Una crisis que escala en el Ministerio de Defensa
El caso Cardama en Uruguay ha tomado un nuevo e inesperado giro tras las declaraciones del senador nacionalista Sebastián Da Silva. En una jornada marcada por la tensión política, el legislador reclamó públicamente la renuncia de la ministra de Defensa Nacional, Sandra Lazo. Para Da Silva, la gestión del fallido contrato con el astillero español para la construcción de dos patrulleras oceánicas (OPV) representa un fracaso institucional que no puede saldarse simplemente con la rescisión del vínculo comercial anunciada por el Poder Ejecutivo.
La controversia en torno al escándalo del astillero español se centra en el desembolso de casi 29 millones de euros que el Estado ya habría abonado. Da Silva cuestionó la celeridad y la falta de garantías en este pago, señalando que, si el astillero es realmente el «villano» de la historia, la jerarca máxima de la cartera debería dar un paso al costado. ¿Quién habilitó el pago de los 20 y pico millones de dólares?», se preguntó el senador en una entrevista con Canal 5, comparando la ligereza del manejo de fondos públicos con la venta de «caramelos de a peso.
Las duras críticas de Da Silva a la gestión oficial
El senador por el Partido Nacional no ahorró calificativos al referirse a la estrategia del gobierno de Yamandú Orsi frente a la controversia por las patrulleras oceánicas. Según Da Silva, la administración está «parada de manos» y utilizando el tema como una herramienta de distracción política. Su análisis fue más allá de lo administrativo, acusando a los sectores de la izquierda radical de presionar a los jerarcas para «chocar» contra la oposición en lugar de priorizar la seguridad nacional y la custodia de la soberanía marítima.
Cuando renuncia Lazo. ? Por omisión , ineptitud o incapacidad. Elija la causal pero renuncie pic.twitter.com/WGaHgWaFzL
— Sebastian Da Silva (@camboue) February 17, 2026
Para Da Silva, el conflicto con el astillero de Vigo tiene una consecuencia directa y peligrosa: la desprotección del mar territorial. El legislador argumentó que, mientras el sistema político se enreda en discusiones contractuales y comisiones investigadoras, el control de las aguas queda relegado.
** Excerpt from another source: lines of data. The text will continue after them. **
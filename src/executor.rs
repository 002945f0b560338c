//! The seam between the overlay and whatever executes its actions.

use std::collections::HashMap;
use std::path::PathBuf;

use crate::action::Action;
use crate::error::OverlayError;

/// Host capability that accepts action descriptions for later execution.
pub trait Executor {
    /// Submit one node's actions as a unit: the host records all of them or
    /// none.
    fn submit(&mut self, actions: Vec<Action>) -> Result<(), OverlayError>;
}

/// In-process executor that records submissions in order and rejects any
/// batch whose outputs collide with an earlier action or with each other.
#[derive(Debug, Default)]
pub struct ActionQueue {
    actions: Vec<Action>,
    owners: HashMap<PathBuf, String>,
}

impl ActionQueue {
    pub fn new() -> Self {
        Self::default()
    }

    pub fn actions(&self) -> &[Action] {
        &self.actions
    }

    pub fn len(&self) -> usize {
        self.actions.len()
    }

    pub fn is_empty(&self) -> bool {
        self.actions.is_empty()
    }

    pub fn into_actions(self) -> Vec<Action> {
        self.actions
    }

    fn check_outputs(&self, actions: &[Action]) -> Result<(), OverlayError> {
        let mut declared: HashMap<PathBuf, &str> = HashMap::new();
        for action in actions {
            for output in action.outputs() {
                if let Some(owner) = self.owners.get(&output) {
                    return Err(OverlayError::submit(
                        "X001",
                        format!(
                            "Output '{}' of '{}' is already declared by '{}'",
                            output.display(),
                            action.label(),
                            owner
                        ),
                        None,
                    ));
                }
                if let Some(first) = declared.insert(output.clone(), action.label()) {
                    return Err(OverlayError::submit(
                        "X002",
                        format!(
                            "Output '{}' is declared by both '{}' and '{}'",
                            output.display(),
                            first,
                            action.label()
                        ),
                        None,
                    ));
                }
            }
        }
        Ok(())
    }
}

impl Executor for ActionQueue {
    fn submit(&mut self, actions: Vec<Action>) -> Result<(), OverlayError> {
        self.check_outputs(&actions)?;

        for action in actions {
            for output in action.outputs() {
                self.owners.insert(output, action.label().to_string());
            }
            self.actions.push(action);
        }
        Ok(())
    }
}

#[cfg(test)]
mod tests {
    use super::*;
    use crate::action::PlaceholderAction;

    fn placeholder(label: &str, outputs: &[&str]) -> Action {
        Action::Placeholder(PlaceholderAction {
            outputs: outputs.iter().map(PathBuf::from).collect(),
            label: label.into(),
        })
    }

    #[test]
    fn records_actions_in_submission_order() {
        let mut queue = ActionQueue::new();
        queue.submit(vec![placeholder("first", &["a"])]).unwrap();
        queue
            .submit(vec![placeholder("second", &["b"]), placeholder("third", &["c"])])
            .unwrap();
        let labels: Vec<&str> = queue.actions().iter().map(|a| a.label()).collect();
        assert_eq!(labels, vec!["first", "second", "third"]);
    }

    #[test]
    fn rejects_overlapping_outputs() {
        let mut queue = ActionQueue::new();
        queue.submit(vec![placeholder("first", &["a", "b"])]).unwrap();
        let err = queue.submit(vec![placeholder("second", &["c", "b"])]).unwrap_err();
        assert_eq!(err.code, "X001");
        assert_eq!(queue.len(), 1);
    }

    #[test]
    fn rejects_output_declared_twice_by_one_action() {
        let mut queue = ActionQueue::new();
        let err = queue.submit(vec![placeholder("only", &["a", "a"])]).unwrap_err();
        assert_eq!(err.code, "X002");
        assert!(queue.is_empty());
    }

    #[test]
    fn rejected_batch_records_nothing() {
        let mut queue = ActionQueue::new();
        queue.submit(vec![placeholder("first", &["taken"])]).unwrap();

        let err = queue
            .submit(vec![placeholder("human", &["h"]), placeholder("machine", &["taken"])])
            .unwrap_err();
        assert_eq!(err.code, "X001");
        assert_eq!(queue.len(), 1);

        // The rejected batch claimed nothing, so its free output is still free.
        queue.submit(vec![placeholder("retry", &["h"])]).unwrap();
        assert_eq!(queue.len(), 2);
    }

    #[test]
    fn rejects_overlap_within_one_batch() {
        let mut queue = ActionQueue::new();
        let err = queue
            .submit(vec![placeholder("human", &["x"]), placeholder("machine", &["x"])])
            .unwrap_err();
        assert_eq!(err.code, "X002");
        assert!(queue.is_empty());
    }
}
Los que están comiendo un asado y de fiesta son los narcos», sentenció, en alusión a la vulnerabilidad de las fronteras marítimas uruguayas ante la falta de equipamiento adecuado para la Armada Nacional.
La preinvestigadora en el horizonte del Senado
En paralelo a las declaraciones de Da Silva, la bancada de senadores del Frente Amplio movió sus piezas para intentar esclarecer la crisis de las OPV. Este martes se presentó una solicitud formal ante la vicepresidenta Carolina Cosse para conformar una comisión preinvestigadora en la Cámara Alta. El objetivo de este grupo de trabajo sería analizar las irregularidades denunciadas y el proceso que llevó a la firma del contrato original, así como las razones que motivaron la reciente decisión del presidente Orsi de rescindirlo definitivamente.
El pedido de investigación sobre la polémica por el contrato naval fue firmado por el senador Sebastián Sabini. Esta movida busca, según fuentes oficialistas, dar transparencia a un proceso que ha sido duramente criticado por la oposición desde su génesis. Sin embargo, para legisladores como Da Silva, esta preinvestigadora podría ser vista como una «jugada política» si no se asumen responsabilidades jerárquicas previas, especialmente considerando el alto costo que ya ha pagado el país por embarcaciones que nunca llegaron.
Millones en juego y una soberanía regalada
La cifra de la investigación sobre el acuerdo marítimo es, quizás, el punto que más indignación genera en la opinión pública. De los 82 millones de euros totales que contemplaba el contrato, Uruguay ya transfirió 28.794.500 euros. La incertidumbre sobre la recuperación de este capital es lo que alimenta el fuego cruzado en el Parlamento. La ministra Sandra Lazo, quien recientemente enfrentó una interpelación por este tema, se encuentra ahora bajo una presión renovada no solo por los pagos, sino por el tiempo perdido en el patrullaje oceánico.
El desenlace del caso Cardama en Uruguay promete ser uno de los temas centrales de la agenda legislativa de 2026. Con el gobierno intentando cerrar un capítulo costoso y la oposición exigiendo cabezas, la discusión sobre la defensa nacional ha quedado teñida de sospechas y reproches. La pregunta que queda flotando es si la rescisión del contrato será suficiente para calmar las aguas o si, como pide Da Silva, el costo político terminará siendo tan alto como el financiero.
¿Es posible recuperar el prestigio internacional y los fondos públicos tras el colapso del contrato con el astillero, o el daño a la soberanía ya es irreversible?